Perhaps the biggest change is the definition of the postpartum period. Currently, coverage often drops off far too soon. This bill defines "postpartum" as the entire one-year period following the end of the pregnancy (SEC. 2).
This extended coverage isn't just for checkups. It must include care for conditions that pregnancy might have caused or worsened, like managing high blood pressure or diabetes. Think of the working parent trying to manage a newly diagnosed chronic condition while juggling a newborn—this year-long coverage is a massive safety net.
In a nod to the realities of modern family life, the bill also addresses mental health for parents who didn't physically give birth. The legislation mandates that legal parents who didn't carry the child are now entitled to behavioral health services related to becoming a new parent for the full year following the child’s birth (SEC. 2). This recognizes that postpartum mental health challenges aren't exclusive to the birth parent and extends critical support to the entire family unit.
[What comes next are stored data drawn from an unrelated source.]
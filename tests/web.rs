// Browser tests; run with `wasm-pack test --headless --firefox`.
#![cfg(target_arch = "wasm32")]

use beansaver::selector::{LOAD_COUNT_KEY, SelectionState};
use beansaver::{Cone, KeyValueStore, MemoryStore};
use wasm_bindgen_test::*;

wasm_bindgen_test_configure!(run_in_browser);

#[wasm_bindgen_test]
fn fireworks_without_layer_is_a_noop() {
    // No `canvas.lower` exists in the test page; the call must not panic.
    beansaver::fireworks(10.0, 10.0, Some("up".into()));
    beansaver::fireworks(10.0, 10.0, None);
}

#[wasm_bindgen_test]
fn start_without_canvases_degrades() {
    // Missing canvases are logged, not raised.
    assert!(beansaver::start_beansaver().is_ok());
}

#[wasm_bindgen_test]
fn selection_state_round_trips_in_memory() {
    let mut store = MemoryStore::default();
    store.set(LOAD_COUNT_KEY, "7");
    assert_eq!(SelectionState::load(&store).load_count, 7);
    assert_eq!(Cone::parse("left"), Some(Cone::Left));
}
//! `localStorage`-backed [`KeyValueStore`].

use web_sys::{Storage, window};

use crate::selector::KeyValueStore;

pub struct LocalStore {
    storage: Storage,
}

impl LocalStore {
    /// `None` when storage is disabled (private mode, sandboxed iframe, no window).
    pub fn from_window() -> Option<Self> {
        let storage = window()?.local_storage().ok().flatten()?;
        Some(Self { storage })
    }
}

impl KeyValueStore for LocalStore {
    fn get(&self, key: &str) -> Option<String> {
        self.storage.get_item(key).ok().flatten()
    }

    fn set(&mut self, key: &str, value: &str) {
        if self.storage.set_item(key, value).is_err() {
            log::warn!("could not persist {key}");
        }
    }
}
//! Browser side of the screensaver: canvases, the bean image, animation loops
//! and DOM events. Everything stateful lives in [`Page`], owned by a
//! thread-local and borrowed for the length of one callback.
//!
//! Failures here never reach the host page: a missing canvas or context is
//! logged and only the affected layer stays dark.

mod fireworks_layer;
mod sprite_image;
mod storage;

use std::cell::RefCell;
use std::rc::Rc;

use rand::SeedableRng;
use rand::rngs::SmallRng;
use wasm_bindgen::JsCast;
use wasm_bindgen::prelude::*;
use web_sys::{CanvasRenderingContext2d, HtmlCanvasElement, HtmlImageElement, window};

use crate::assets::AssetManifest;
use crate::bounce::{Simulator, Sprite, Viewport, sanitize_dpr};
use crate::config::{BOUNCE_MARGIN_CSS, Settings};
use crate::error::{Error, Result};
use crate::fireworks::Cone;
use crate::selector::{ImageSelector, MemoryStore};

pub use fireworks_layer::burst as fire_burst;

pub const BEAN_CANVAS_SELECTOR: &str = "canvas#bean";
pub const SCREEN_SELECTOR: &str = "div.screen";

pub(crate) type FrameCallback = Rc<RefCell<Option<Closure<dyn FnMut(f64)>>>>;

/// Schedule `cb` for the next animation frame, returning the handle.
pub(crate) fn request_frame(cb: &FrameCallback) -> Option<i32> {
    let win = window()?;
    let cb = cb.borrow();
    let closure = cb.as_ref()?;
    win.request_animation_frame(closure.as_ref().unchecked_ref()).ok()
}

/// Bean canvas and its context. Absent when the page lacks the element.
struct Surface {
    canvas: HtmlCanvasElement,
    ctx: CanvasRenderingContext2d,
}

struct Page {
    surface: Option<Surface>,
    image: HtmlImageElement,
    /// Set once the image has loaded.
    image_size: Option<(u32, u32)>,
    simulator: Simulator,
    settings: Settings,
    rng: SmallRng,
    frame: Option<i32>,
}

thread_local! {
    static PAGE: RefCell<Option<Page>> = const { RefCell::new(None) };
    static BEAN_LOOP: FrameCallback = Rc::new(RefCell::new(None));
}

/// Pick today's bean, start loading it, and wire up resize, tap and animation.
pub fn start() -> Result<()> {
    let win = window().ok_or(Error::NoWindow)?;
    let doc = win.document().ok_or(Error::NoDocument)?;
    let settings = Settings::from_location();

    if let Err(err) = fireworks_layer::init() {
        log::error!("fireworks disabled: {err}");
    }

    let manifest = AssetManifest::bundled()?;
    let selector = ImageSelector::from_manifest(&manifest)?;
    let mut rng = SmallRng::from_entropy();
    let chosen = match storage::LocalStore::from_window() {
        Some(mut store) => selector.select_for_load(&mut store, &mut rng),
        None => {
            log::warn!("localStorage unavailable, selection will not persist");
            selector.select_for_load(&mut MemoryStore::default(), &mut rng)
        }
    };
    log::debug!("selected {}", chosen.url());

    let image = sprite_image::load_image(chosen.url(), on_image_loaded)?;
    match doc.query_selector(SCREEN_SELECTOR)? {
        Some(parent) => {
            parent.append_child(&image)?;
        }
        None => log::warn!("{SCREEN_SELECTOR} not found, bean image left detached"),
    }

    let surface = match bean_surface(&doc) {
        Ok(s) => Some(s),
        Err(err) => {
            log::error!("bean animation disabled: {err}");
            None
        }
    };

    let dpr = sanitize_dpr(win.device_pixel_ratio());
    let page = Page {
        surface,
        image,
        image_size: None,
        simulator: Simulator::new(
            Viewport::new(0.0, 0.0),
            BOUNCE_MARGIN_CSS * dpr,
            settings.speed * dpr,
        ),
        settings,
        rng,
        frame: None,
    };
    PAGE.with(|p| p.replace(Some(page)));

    BEAN_LOOP.with(|cb| {
        *cb.borrow_mut() = Some(Closure::wrap(Box::new(move |_ts: f64| {
            PAGE.with(|p| {
                if let Some(page) = p.borrow_mut().as_mut() {
                    page.render();
                    page.frame = BEAN_LOOP.with(|cb| request_frame(cb));
                }
            });
        }) as Box<dyn FnMut(f64)>));
    });

    add_window_listeners(&win, &settings)?;
    on_resize();
    Ok(())
}

fn bean_surface(doc: &web_sys::Document) -> Result<Surface> {
    let canvas: HtmlCanvasElement = doc
        .query_selector(BEAN_CANVAS_SELECTOR)?
        .ok_or(Error::MissingElement(BEAN_CANVAS_SELECTOR))?
        .dyn_into()
        .map_err(JsValue::from)?;
    let ctx: CanvasRenderingContext2d = canvas
        .get_context("2d")?
        .ok_or(Error::NoContext(BEAN_CANVAS_SELECTOR))?
        .dyn_into()
        .map_err(JsValue::from)?;
    Ok(Surface { canvas, ctx })
}

fn add_window_listeners(win: &web_sys::Window, settings: &Settings) -> Result<()> {
    for event in ["resize", "orientationchange"] {
        let closure = Closure::wrap(Box::new(move |_evt: web_sys::Event| {
            on_resize();
        }) as Box<dyn FnMut(_)>);
        win.add_event_listener_with_callback(event, closure.as_ref().unchecked_ref())?;
        closure.forget();
    }

    if settings.click_bursts {
        let has_touch =
            js_sys::Reflect::has(win, &JsValue::from_str("ontouchstart")).unwrap_or(false);
        let tap_event = if has_touch { "touchstart" } else { "mousedown" };
        let closure = Closure::wrap(Box::new(move |evt: web_sys::Event| {
            if let Some((x, y)) = pointer_position(&evt) {
                let dpr = window().map(|w| sanitize_dpr(w.device_pixel_ratio())).unwrap_or(1.0);
                fireworks_layer::burst(x * dpr, y * dpr, Cone::Any);
            }
        }) as Box<dyn FnMut(_)>);
        win.add_event_listener_with_callback(tap_event, closure.as_ref().unchecked_ref())?;
        closure.forget();
    }
    Ok(())
}

/// Client coordinates of a mouse or first-touch event.
fn pointer_position(evt: &web_sys::Event) -> Option<(f64, f64)> {
    if let Some(touch) = evt.dyn_ref::<web_sys::TouchEvent>() {
        let t = touch.touches().get(0)?;
        return Some((t.client_x() as f64, t.client_y() as f64));
    }
    let mouse = evt.dyn_ref::<web_sys::MouseEvent>()?;
    Some((mouse.client_x() as f64, mouse.client_y() as f64))
}

fn on_image_loaded(img: HtmlImageElement) {
    let Some(doc) = window().and_then(|w| w.document()) else {
        return;
    };
    let size = sprite_image::image_size(&img);
    let bbox = match sprite_image::image_bounding_box(&doc, &img) {
        Ok(Some(bbox)) => {
            log::debug!("bean bounding box: {bbox:?}");
            bbox
        }
        Ok(None) => {
            log::warn!("could not determine bean bounds; image is fully transparent");
            return;
        }
        Err(err) => {
            log::error!("could not measure bean image: {err}");
            return;
        }
    };

    PAGE.with(|p| {
        if let Some(page) = p.borrow_mut().as_mut() {
            page.image_size = Some(size);
            page.apply_window_size();
            let sprite = Sprite::spawn(&mut page.rng, page.simulator.viewport(), bbox, size);
            page.simulator.ready(sprite);
        }
    });
    on_resize();
}

/// Recompute surfaces for the current window and restart both layers'
/// geometry. Motion state is kept.
fn on_resize() {
    fireworks_layer::resize();
    PAGE.with(|p| {
        if let Some(page) = p.borrow_mut().as_mut() {
            page.apply_window_size();
            page.restart_loop();
        }
    });
}

impl Page {
    fn apply_window_size(&mut self) {
        let Some(win) = window() else { return };
        let dpr = sanitize_dpr(win.device_pixel_ratio());
        let css_w = win.inner_width().ok().and_then(|v| v.as_f64()).unwrap_or(0.0);
        let css_h = win.inner_height().ok().and_then(|v| v.as_f64()).unwrap_or(0.0);
        let viewport = Viewport::for_window(css_w, css_h, dpr, self.image_size);

        self.simulator.set_viewport(viewport);
        self.simulator.set_speed(self.settings.speed * dpr);
        self.simulator.set_margin(BOUNCE_MARGIN_CSS * dpr);
        if let Some(surface) = &self.surface {
            surface.canvas.set_width(viewport.width as u32);
            surface.canvas.set_height(viewport.height as u32);
        }
    }

    fn restart_loop(&mut self) {
        if self.surface.is_none() {
            return;
        }
        if let (Some(handle), Some(win)) = (self.frame.take(), window()) {
            let _ = win.cancel_animation_frame(handle);
        }
        self.frame = BEAN_LOOP.with(|cb| request_frame(cb));
    }

    fn render(&mut self) {
        let Some(surface) = &self.surface else { return };
        if !self.simulator.is_ready() {
            return;
        }
        let vp = self.simulator.viewport();
        surface.ctx.clear_rect(0.0, 0.0, vp.width, vp.height);

        if let Some(hit) = self.simulator.tick() {
            let cone: Cone = hit.direction.into();
            fireworks_layer::burst_from_surface(hit.x, hit.y, vp.width, vp.height, cone);
        }
        if let Some(sprite) = self.simulator.sprite() {
            let _ = surface
                .ctx
                .draw_image_with_html_image_element(&self.image, sprite.x, sprite.y);
        }
    }
}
Section 3 is the heavy hitter, applying the zero-cost-sharing rule across the board. This isn't just for ACA plans; the bill amends the Public Health Service Act (PHSA), ERISA (which governs self-funded employer plans), and the Internal Revenue Code to make sure this rule is ironclad for virtually all group and individual health plans.
For the average person, this is huge. It means walking into the hospital for labor and delivery, or going to that six-month postpartum checkup, without worrying about meeting a $3,000 deductible first. For a young family already facing rising costs of childcare and housing, eliminating these massive upfront medical costs is a game-changer for financial stability.
While this is overwhelmingly positive for families, it’s worth noting the impact on the insurance industry. By mandating comprehensive coverage and eliminating all cost-sharing, the bill places significant new requirements on health insurance issuers and employers offering self-funded plans. They must now absorb costs previously shared with the patient. While this is the intended benefit for consumers, it could potentially lead to increased administrative complexity or pressure on overall plan premiums to offset the guaranteed zero cost-sharing for these specific services.